When Poetry was About a Burrito
The word "nostalgia" comes to mind when I think about poetry. During 5th grade, I somehow won a poetry award for writing about a burrito. I know it sounds crazy, but the ridiculous story of myself creating a burrito that comes to life and begs me to spare it and become my pet actually won me an award and got my poem published in an online book. I still remember the shock and disbelief I had because I was completely unaware that there was an award. It all happened so fast - on one day I was handing in my hard copy of my poem to my English teacher as an assignment and a few days later, I was typing up my silly burrito poem online so my teacher could send it to get published.

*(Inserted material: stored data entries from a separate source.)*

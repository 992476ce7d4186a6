//! Database layer for recall.
//!
//! Provides SQLite connection pooling and the query modules for memories
//! and memory clusters. Every query is scoped by `user_id`.

mod clusters;
mod memories;
pub mod pool;
pub mod vector;

pub use clusters::*;
pub use memories::*;
pub use pool::{create_pool_with_config, health_check, PoolConfig};

use crate::Result;
use tracing::info;

/// Type alias for the SQLite connection pool.
pub type DbPool = sqlx::SqlitePool;

/// Initialize the database connection pool.
///
/// `:memory:` gets the single-connection test configuration; anything else is
/// treated as a file path and opened in WAL mode.
pub async fn init_pool(path: &str) -> Result<DbPool> {
    let config = if path == ":memory:" {
        PoolConfig::test()
    } else {
        PoolConfig::default()
    };

    let pool = create_pool_with_config(path, config).await?;

    info!("Database pool initialized: {}", path);

    Ok(pool)
}

/// Initialize the database schema.
///
/// Applies schema.sql statement by statement. Every statement uses
/// IF NOT EXISTS so it's safe to run multiple times.
pub async fn initialize_schema(pool: &DbPool) -> Result<()> {
    let schema = include_str!("../../schema.sql");

    info!("Initializing database schema");

    for statement in schema.split(';') {
        let clean_stmt: String = statement
            .lines()
            .filter(|line| !line.trim().starts_with("--"))
            .collect::<Vec<_>>()
            .join("\n");
        let clean_stmt = clean_stmt.trim();
        if clean_stmt.is_empty() {
            continue;
        }
        sqlx::query(clean_stmt).execute(pool).await?;
    }

    info!("Database schema initialized successfully");

    Ok(())
}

That was over 7 years ago, but I still remember how fun poetry was. Creativity was encouraged, rules were limited, and my imagination was working its magic. I'm don't remember clearly how I came up with the crazy burrito story of mine, but I'm almost sure my idea came from the fact that I was dreaming about live, inanimate objects with emotions during my sleep the day before. Whether the idea really stemmed from my dreams or not, I was having so much fun with my imagination during the process.
But somewhere along the way (probably around COVID), poetry stopped feeling the way it did. Symbols, allusions, and words I've never quite understood started making complications that reduced the clarity I was able to see in poems before. Whenever I look at the MCQ poems for instance, I can't help but think to myself that all the answer choices are correct. What makes one choice better than the other? I guess that is one reason why I resist poetry now, because I feel like poetry has transitioned from the expression of imagination to proving that I can find the only "right" meaning.
That's why poetry brings this sense of nostalgia to me because I miss the times where poetry didn't have to be profound with all the symbols, and deceptive meanings - it just had to be me and my imagination.